141 誰の為に
ステラたちの元へ戻るべく、俺はただ茫然とダンジョン内を歩いていた。今なら瞬間移動で戻る事も可能だったがそれはしなかった。別に特別な理由がある訳じゃない。ただ気分じゃなかっただけだ。
「ちっ」
先ほどのアクマの言葉が頭から離れず、思わず舌打ちしてしまう俺。ただ仲間の元へ戻るだけなのに瞬間移動を使わなかったり、他人の言葉に無意味な憤りを覚えたり……全く下らない。柄にもない事を考えている自分に嫌悪していると、いつの間にか、足元に大量の血が流れている事に気が付く。
「……なんだこれは」
顔を上げると、そこには無数の肉片がぐちゃぐちゃになって転がっていた。鋭利なものでバラバラにされた……というよりは、力技で無理矢理千切ったり、潰したりしたという感じだな。誰がやったのかは知らないが、これをやった奴は相当な私怨を抱いていたに違いない。他人事のような感想を抱きつつ、地面に散らばった肉片を眺めていると、その血肉の中に、白く光り輝く剣が埋もれている事に気が付く。
「この聖剣……」
この輝く聖剣には見覚えがある。かつて俺が「レッドホーク」に所属していた時、サルタナが武器として使用していたものだ。
「……まさか」
俺は光り輝く聖剣に手を伸ばす。すると、指先が剣身に触れた瞬間、誰かの記憶が鮮明な映像となって頭の中に流れ始めた。……いや、誰の記憶かは分かっている。これはサルタナの記憶だ。幼い頃、父親に捨てられた記憶、どこかで見た事があるような悪童共に虐げられた記憶、ゴミのような街を抜け出し冒険者となった記憶、そして、今に至るまでの記憶。
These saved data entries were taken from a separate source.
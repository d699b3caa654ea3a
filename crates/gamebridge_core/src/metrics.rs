//! Telemetry ingestion.
//!
//! Client-reported samples are noisy; every field is sanitized
//! independently before persistence, and an invalid value is stored as
//! unknown (NULL), never as a wrong number. Each ingest writes the latest
//! snapshot (upsert) and one history row (append) in one transaction.

use crate::clock::now_ms;
use crate::config::Config;
use crate::error::{require_non_blank, CoreResult};
use diesel::prelude::*;
use gamebridge_live::LiveBus;
use gamebridge_store::models::{MetricsLatestRow, MetricsLatestUpsert, NewMetricPoint};
use gamebridge_store::schema::{server_metrics, server_metrics_latest};
use gamebridge_store::Db;
use std::sync::Arc;

/// CPU load above this is rejected as garbage; the headroom over 1.0
/// tolerates brief overload spikes.
const CPU_LOAD_CEILING: f64 = 1.5;

/// One telemetry sample as reported by an agent.
#[derive(Debug, Clone, Copy, Default, PartialEq)]
pub struct MetricsSample {
    /// RAM in use, MB.
    pub ram_used_mb: Option<i32>,
    /// RAM ceiling, MB.
    pub ram_max_mb: Option<i32>,
    /// CPU load, expected in [0, 1].
    pub cpu_load: Option<f64>,
    /// Players currently online.
    pub players_online: Option<i32>,
    /// Player slot ceiling.
    pub players_max: Option<i32>,
    /// Ticks per second.
    pub tps: Option<f64>,
    /// Receive throughput, kbps.
    pub rx_kbps: Option<f64>,
    /// Transmit throughput, kbps.
    pub tx_kbps: Option<f64>,
}

impl MetricsSample {
    /// Returns the sample with physically impossible values normalized.
    ///
    /// Negatives become unknown; used-over-max pairs clamp to the max;
    /// CPU load outside `[0, 1.5]` becomes unknown.
    pub fn sanitized(self) -> Self {
        let mut ram_used = self.ram_used_mb.filter(|v| *v >= 0);
        let ram_max = self.ram_max_mb.filter(|v| *v >= 0);
        if let (Some(used), Some(max)) = (ram_used, ram_max) {
            if used > max {
                ram_used = Some(max);
            }
        }

        let mut players_online = self.players_online.filter(|v| *v >= 0);
        let players_max = self.players_max.filter(|v| *v >= 0);
        if let (Some(online), Some(max)) = (players_online, players_max) {
            if online > max {
                players_online = Some(max);
            }
        }

        Self {
            ram_used_mb: ram_used,
            ram_max_mb: ram_max,
            cpu_load: self
                .cpu_load
                .filter(|v| (0.0..=CPU_LOAD_CEILING).contains(v)),
            players_online,
            players_max,
            tps: self.tps.filter(|v| *v >= 0.0),
            rx_kbps: self.rx_kbps.filter(|v| *v >= 0.0),
            tx_kbps: self.tx_kbps.filter(|v| *v >= 0.0),
        }
    }
}

/// The latest stored snapshot for one server key.
#[derive(Debug, Clone, PartialEq)]
pub struct MetricsSnapshot {
    /// Snapshot timestamp (epoch ms).
    pub updated_at: i64,
    /// Sanitized sample values.
    pub sample: MetricsSample,
}

/// One history point for charting.
#[derive(Debug, Clone, PartialEq)]
pub struct MetricPoint {
    /// Sample timestamp (epoch ms).
    pub at: i64,
    /// Players online at the sample.
    pub players_online: Option<i32>,
    /// Ticks per second at the sample.
    pub tps: Option<f64>,
    /// CPU load at the sample.
    pub cpu_load: Option<f64>,
    /// RAM in use at the sample, MB.
    pub ram_used_mb: Option<i32>,
}

/// The telemetry ingestor service.
pub struct MetricsIngestor {
    db: Arc<Db>,
    bus: Arc<LiveBus>,
    config: Config,
}

impl MetricsIngestor {
    pub(crate) fn new(db: Arc<Db>, bus: Arc<LiveBus>, config: Config) -> Self {
        Self { db, bus, config }
    }

    /// Ingests one sample for `server_key`.
    ///
    /// Upserts the latest snapshot and appends one history row inside one
    /// transaction, then publishes a `stats` invalidation.
    pub fn ingest(&self, server_key: &str, sample: MetricsSample) -> CoreResult<()> {
        let sk = require_non_blank(server_key, "serverKey")?;
        let s = sample.sanitized();
        let now = now_ms();

        self.db.transaction(|conn| {
            let latest = MetricsLatestUpsert {
                server_key: sk.to_string(),
                updated_at: now,
                ram_used_mb: s.ram_used_mb,
                ram_max_mb: s.ram_max_mb,
                cpu_load: s.cpu_load,
                players_online: s.players_online,
                players_max: s.players_max,
                tps: s.tps,
                rx_kbps: s.rx_kbps,
                tx_kbps: s.tx_kbps,
            };
            diesel::insert_into(server_metrics_latest::table)
                .values(&latest)
                .on_conflict(server_metrics_latest::server_key)
                .do_update()
                .set(&latest)
                .execute(conn)?;

            diesel::insert_into(server_metrics::table)
                .values(NewMetricPoint {
                    server_key: sk.to_string(),
                    created_at: now,
                    ram_used_mb: s.ram_used_mb,
                    ram_max_mb: s.ram_max_mb,
                    cpu_load: s.cpu_load,
                    players_online: s.players_online,
                    players_max: s.players_max,
                    tps: s.tps,
                    rx_kbps: s.rx_kbps,
                    tx_kbps: s.tx_kbps,
                })
                .execute(conn)?;
            Ok(())
        })?;

        self.bus.publish_invalidate(&["stats"]);
        Ok(())
    }

    /// Returns the latest snapshot for `server_key`, if any.
    pub fn load_latest(&self, server_key: &str) -> CoreResult<Option<MetricsSnapshot>> {
        let sk = require_non_blank(server_key, "serverKey")?;

        let row = self.db.with_conn(|conn| {
            Ok(server_metrics_latest::table
                .find(sk)
                .first::<MetricsLatestRow>(conn)
                .optional()?)
        })?;

        Ok(row.map(|r| MetricsSnapshot {
            updated_at: r.updated_at,
            sample: MetricsSample {
                ram_used_mb: r.ram_used_mb,
                ram_max_mb: r.ram_max_mb,
                cpu_load: r.cpu_load,
                players_online: r.players_online,
                players_max: r.players_max,
                tps: r.tps,
                rx_kbps: r.rx_kbps,
                tx_kbps: r.tx_kbps,
            },
        }))
    }

    /// Returns up to `limit` most recent history points, oldest first.
    ///
    /// `limit` is clamped to the configured bounds; the newest rows are
    /// fetched and reversed so callers always see chronological order.
    pub fn load_history(&self, server_key: &str, limit: i64) -> CoreResult<Vec<MetricPoint>> {
        let sk = require_non_blank(server_key, "serverKey")?;
        let lim = limit.clamp(self.config.history_min_rows, self.config.history_max_rows);

        let mut rows = self.db.with_conn(|conn| {
            Ok(server_metrics::table
                .filter(server_metrics::server_key.eq(sk))
                .order(server_metrics::created_at.desc())
                .limit(lim)
                .select((
                    server_metrics::created_at,
                    server_metrics::players_online,
                    server_metrics::tps,
                    server_metrics::cpu_load,
                    server_metrics::ram_used_mb,
                ))
                .load::<(i64, Option<i32>, Option<f64>, Option<f64>, Option<i32>)>(conn)?)
        })?;
        rows.reverse();

        Ok(rows
            .into_iter()
            .map(|(at, players_online, tps, cpu_load, ram_used_mb)| MetricPoint {
                at,
                players_online,
                tps,
                cpu_load,
                ram_used_mb,
            })
            .collect())
    }
}

#[cfg(test)]
mod tests {
    use super::*;
    use proptest::prelude::*;

    fn ingestor() -> MetricsIngestor {
        let db = Arc::new(Db::open_in_memory().unwrap());
        let bus = Arc::new(LiveBus::new());
        MetricsIngestor::new(db, bus, Config::default())
    }

    fn sample() -> MetricsSample {
        MetricsSample {
            ram_used_mb: Some(2048),
            ram_max_mb: Some(4096),
            cpu_load: Some(0.45),
            players_online: Some(12),
            players_max: Some(50),
            tps: Some(19.8),
            rx_kbps: Some(120.0),
            tx_kbps: Some(80.5),
        }
    }

    #[test]
    fn negative_ram_becomes_unknown() {
        let s = MetricsSample {
            ram_used_mb: Some(-5),
            ..MetricsSample::default()
        }
        .sanitized();
        assert_eq!(s.ram_used_mb, None);
    }

    #[test]
    fn ram_used_clamps_to_max() {
        let s = MetricsSample {
            ram_used_mb: Some(5000),
            ram_max_mb: Some(4096),
            ..MetricsSample::default()
        }
        .sanitized();
        assert_eq!(s.ram_used_mb, Some(4096));
    }

    #[test]
    fn cpu_load_tolerates_spikes_but_rejects_garbage() {
        let ok = MetricsSample {
            cpu_load: Some(1.4),
            ..MetricsSample::default()
        }
        .sanitized();
        assert_eq!(ok.cpu_load, Some(1.4));

        let bad = MetricsSample {
            cpu_load: Some(7.0),
            ..MetricsSample::default()
        }
        .sanitized();
        assert_eq!(bad.cpu_load, None);

        let negative = MetricsSample {
            cpu_load: Some(-0.1),
            ..MetricsSample::default()
        }
        .sanitized();
        assert_eq!(negative.cpu_load, None);
    }

    #[test]
    fn players_clamp_to_max() {
        let s = MetricsSample {
            players_online: Some(80),
            players_max: Some(50),
            ..MetricsSample::default()
        }
        .sanitized();
        assert_eq!(s.players_online, Some(50));
    }

    #[test]
    fn ingest_stores_sanitized_values() {
        let ing = ingestor();
        ing.ingest(
            "srv1",
            MetricsSample {
                ram_used_mb: Some(-5),
                tps: Some(19.8),
                ..MetricsSample::default()
            },
        )
        .unwrap();

        let snap = ing.load_latest("srv1").unwrap().unwrap();
        assert_eq!(snap.sample.ram_used_mb, None);
        assert_eq!(snap.sample.tps, Some(19.8));
    }

    #[test]
    fn ingest_requires_server_key() {
        let ing = ingestor();
        assert!(ing.ingest("  ", sample()).is_err());
    }

    #[test]
    fn latest_is_an_upsert() {
        let ing = ingestor();
        ing.ingest("srv1", sample()).unwrap();
        ing.ingest(
            "srv1",
            MetricsSample {
                players_online: Some(3),
                ..MetricsSample::default()
            },
        )
        .unwrap();

        let snap = ing.load_latest("srv1").unwrap().unwrap();
        assert_eq!(snap.sample.players_online, Some(3));
        // A later sample without RAM overwrites the old number with unknown.
        assert_eq!(snap.sample.ram_used_mb, None);
    }

    #[test]
    fn load_latest_missing_key_is_none() {
        let ing = ingestor();
        assert!(ing.load_latest("nope").unwrap().is_none());
    }

    #[test]
    fn history_is_chronological() {
        let ing = ingestor();
        for i in 0..3 {
            ing.ingest(
                "srv1",
                MetricsSample {
                    players_online: Some(i),
                    ..MetricsSample::default()
                },
            )
            .unwrap();
        }

        let points = ing.load_history("srv1", 100).unwrap();
        assert_eq!(points.len(), 3);
        let online: Vec<Option<i32>> = points.iter().map(|p| p.players_online).collect();
        assert_eq!(online, vec![Some(0), Some(1), Some(2)]);
        assert!(points.windows(2).all(|w| w[0].at <= w[1].at));
    }

    #[test]
    fn history_keeps_every_ingest() {
        let ing = ingestor();
        ing.ingest("srv1", sample()).unwrap();
        ing.ingest("srv1", sample()).unwrap();
        assert_eq!(ing.load_history("srv1", 100).unwrap().len(), 2);
    }

    proptest! {
        #[test]
        fn sanitized_never_stores_impossible_values(
            ram_used in proptest::option::of(-10_000i32..10_000),
            ram_max in proptest::option::of(-10_000i32..10_000),
            cpu in proptest::option::of(-10.0f64..10.0),
            p_on in proptest::option::of(-500i32..500),
            p_max in proptest::option::of(-500i32..500),
            tps in proptest::option::of(-50.0f64..50.0),
        ) {
            let s = MetricsSample {
                ram_used_mb: ram_used,
                ram_max_mb: ram_max,
                cpu_load: cpu,
                players_online: p_on,
                players_max: p_max,
                tps,
                rx_kbps: None,
                tx_kbps: None,
            }.sanitized();

            if let Some(v) = s.ram_used_mb {
                prop_assert!(v >= 0);
                if let Some(max) = s.ram_max_mb {
                    prop_assert!(v <= max);
                }
            }
            if let Some(v) = s.cpu_load {
                prop_assert!((0.0..=1.5).contains(&v));
            }
            if let Some(v) = s.players_online {
                prop_assert!(v >= 0);
                if let Some(max) = s.players_max {
                    prop_assert!(v <= max);
                }
            }
            if let Some(v) = s.tps {
                prop_assert!(v >= 0.0);
            }
        }
    }
}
「……そうか。あの黒い怪物はやはりお前だったんだな」
黒い怪物となった事で魔力の質がまるで別物へと変化していたから分からなかったが、状況的にサルタナが怪物化したものである可能性が高いとは思っていた。だがまさか、お前がこんな末路を辿る事になるとはな。今、刹那の間にサルタナの記憶が流れてきたと同時に、これまでサルタナが感じてきた怒り、悲しみ……様々な感情が俺の心とリンクした。そこから分かったのは、サルタナは常に愛情に飢えており、ずっと疎外感を感じながら生きていたという事。そして、奴が心から欲していたものは……
「家族のような……大切な仲間」
サルタナが心の底から欲していたのは、そんな温かなものだったらしい。だが、育った環境が奴を歪ませ、結果的に自分が欲するものから遠ざかる道を進む事になってしまった。サルタナの感情がリンクしたせいか、俺は何故かサルタナの生き方を他人事だとは思えなくなってしまった。
俺は今まで、他の誰でもない自分の為に戦い続け、強くなる事を望んでいた。いや、本当はそんな事に興味は無かった。俺の心に無限に広がる虚無を、何でもいいから形あるもので埋めたかっただけだった。さっきのアクマの言葉がずっと耳に残っていたのは、そんな俺の空っぽな本質を見透かされた気になったからだろう。
でももし、これからは自分の為ではなく、誰かの為、仲間の為に強くなり、戦えるのだとしたら……。
先ほどまで俺の心にかかっていた靄に、一筋の光が差したような気がした。